31/05/2017

Les missions de service public de la Gérance Immobilière Municipale (GIM)

Il faut d’abord rappelé que la GIM gère environ 5300 logements et participe donc activement à loger les résidents de Genève.

La politique immobilière de la GIM est réglée par un règlement qui définit la politique des loyers, des conditions d’accès et des critères d’attribution.

Ce règlement a été approuvé par le Conseil municipal en 2010, et la politique décidée par ce règlement a été progressivement mise en place, car il a fallu tenir compte des locataires en place.

Le but cette politique est de mettre à disposition les logements de la Ville, amortis depuis longtemps, d’ailleurs ces logements sont considérés comme des logements d’utilité publique (LUP).

Il faut souligner que cela permet l’accès à des logements descends, à tout une frange de la population qui a des revenus modestes, voir aux poursuites, au chômage, à l’Hospice général, ce qui n’est pas possible sur le marché privé du logement, et cela est une mission de service public.

La GIM à différentes catégories de logements des plus modestes, à des logements de meilleure catégorie, ainsi que des logements à loyer libre, ce qui permet de loger toutes les catégories de la population, y compris la classe moyenne.

Comment définir la classe moyenne, selon le Département de l’Aménagement et du Logement (DALE), on peut définir la classe moyenne entre 70% et 150% du salaire médian qui est à Genève de 7500 francs ; cela laisse donc une large marge d’interprétation.

Alors faut-il augmenter la part de loyer libre à la GIM, qui est aujourd’hui de 5%.

Le Conseil administratif à décider de porter cette part à 10%, c’est réaliste car elle correspond à la structure des logements de la GIM, mais cela va prendre du temps car il faut faire avec les locataires en place, vu le très faible taux de rotation dû, au marché immobilier tendu.

Alors pour accélérer le mouvement, faut-il confier une part des logements à des régies privées ; je ne le pense pas car cela va occasionner des coûts supplémentaires de 3,5 à 5% des états locatifs, sans pour autant réaliser les prestations de la GIM, sur le plan de la mixité sociale choisie, de l’encadrement avec des concierges formés à la médiation notamment.
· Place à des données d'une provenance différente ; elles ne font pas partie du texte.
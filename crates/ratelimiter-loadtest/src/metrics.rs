//! Live run metrics
//!
//! Updated by the outcome collector while a phase runs. The HDR histogram
//! gives cheap approximate percentiles for progress lines; exact report
//! statistics are always recomputed from the outcome log.

use std::collections::HashMap;
use std::sync::Arc;
use std::time::{Duration, Instant};

use hdrhistogram::Histogram;
use parking_lot::RwLock;
use prometheus::{Encoder, IntCounterVec, Opts, Registry, TextEncoder};
use tokio::task::JoinHandle;
use tracing::info;

use crate::error::{LoadTestError, Result};
use crate::outcome::RequestOutcome;

/// Progress snapshot
#[derive(Debug, Clone, Copy, PartialEq)]
pub struct LiveSnapshot {
    pub requests: u64,
    pub errors: u64,
    pub p50_ms: f64,
    pub p99_ms: f64,
}

/// Prometheus counters plus one latency histogram (microseconds) per phase
pub struct LiveMetrics {
    registry: Registry,
    requests: IntCounterVec,
    /// Empty histogram cloned for each new phase
    blank_histogram: Histogram<u64>,
    latency_histograms: RwLock<HashMap<String, Histogram<u64>>>,
}

impl LiveMetrics {
    pub fn new() -> Result<Self> {
        let registry = Registry::new();
        let requests = IntCounterVec::new(
            Opts::new(
                "loadtest_requests_total",
                "Requests issued against the rate limiter",
            ),
            &["phase", "algorithm", "endpoint", "outcome"],
        )?;
        registry.register(Box::new(requests.clone()))?;

        // 1µs to 1h
        let blank_histogram = Histogram::new_with_bounds(1, 3_600_000_000, 3)
            .map_err(|e| LoadTestError::Histogram(e.to_string()))?;

        Ok(Self {
            registry,
            requests,
            blank_histogram,
            latency_histograms: RwLock::new(HashMap::new()),
        })
    }

    /// Record one outcome
    pub fn observe(&self, phase: &str, outcome: &RequestOutcome) {
        let label = if outcome.is_error() {
            "error"
        } else {
            outcome.verdict.as_str()
        };
        self.requests
            .with_label_values(&[
                phase,
                outcome.algorithm.as_str(),
                outcome.endpoint.as_str(),
                label,
            ])
            .inc();

        if !outcome.is_error() {
            let micros = (outcome.latency_ms * 1000.0).round().max(1.0) as u64;
            self.latency_histograms
                .write()
                .entry(phase.to_string())
                .or_insert_with(|| self.blank_histogram.clone())
                .saturating_record(micros);
        }
    }

    /// Counts and approximate percentiles of one phase
    pub fn snapshot(&self, phase: &str) -> LiveSnapshot {
        let mut requests = 0;
        let mut errors = 0;
        for family in self.registry.gather() {
            for metric in family.get_metric() {
                let labels = metric.get_label();
                let label_is = |name: &str, value: &str| {
                    labels
                        .iter()
                        .any(|l| l.get_name() == name && l.get_value() == value)
                };
                if !label_is("phase", phase) {
                    continue;
                }
                let value = metric.get_counter().get_value() as u64;
                requests += value;
                if label_is("outcome", "error") {
                    errors += value;
                }
            }
        }

        let histograms = self.latency_histograms.read();
        let (p50_ms, p99_ms) = match histograms.get(phase) {
            Some(hist) if hist.len() > 0 => (
                hist.value_at_quantile(0.50) as f64 / 1000.0,
                hist.value_at_quantile(0.99) as f64 / 1000.0,
            ),
            _ => (0.0, 0.0),
        };

        LiveSnapshot {
            requests,
            errors,
            p50_ms,
            p99_ms,
        }
    }

    /// Prometheus text exposition of all counters
    pub fn encode_text(&self) -> Result<String> {
        let mut buffer = Vec::new();
        TextEncoder::new().encode(&self.registry.gather(), &mut buffer)?;
        Ok(String::from_utf8_lossy(&buffer).into_owned())
    }
}

/// Log a progress line every `every` until the returned handle is aborted
pub fn spawn_progress_logger(metrics: Arc<LiveMetrics>, phase: &str, every: Duration) -> JoinHandle<()> {
    let phase = phase.to_string();
    tokio::spawn(async move {
        let started = Instant::now();
        let mut ticker = tokio::time::interval(every);
        ticker.tick().await;
        loop {
            ticker.tick().await;
            let snap = metrics.snapshot(&phase);
            info!(
                "[{}] {:>4}s elapsed: {} requests, {} errors, p50~{:.2}ms, p99~{:.2}ms",
                phase,
                started.elapsed().as_secs(),
                snap.requests,
                snap.errors,
                snap.p50_ms,
                snap.p99_ms
            );
        }
    })
}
Enfin la commission d’attribution semble bien fonctionner et il ne faut pas oublier le rapport de la Cour des Comptes (CDC) qui a validé le fonctionnement de la GIM. Alors les mêmes partis qui fustigent la représentions des partis dans les commissions extraparlementaires, réclament pour la GIM des représentants des partis politiques, cela n’est pas très cohérant.

Concernant l’entretien de ce patrimoine financier, il est utile de rappeler le contexte des années nonante et des difficultés financières de la Ville, ou les investissements et l’entretien par la voie du budget de fonctionnement ont été rabotés.

Aujourd’hui ce patrimoine est entretenu et on peut discuter d’améliorer les procédures et de veiller à rendre peut-être automatique une part des loyers attribuer à l’entretien pour éviter à l’avenir la situation des années nonante.

Alors tout révolutionner et livrer la GIM aux milieux immobiliers NON, mais améliorer ce qui peut l’être à la marge OUI ; mais surtout construire des logements de qualité pour les besoins prépondérants de la population avec la Fondation Ville de Genève pour le Logement Social (FVGLS) OUI.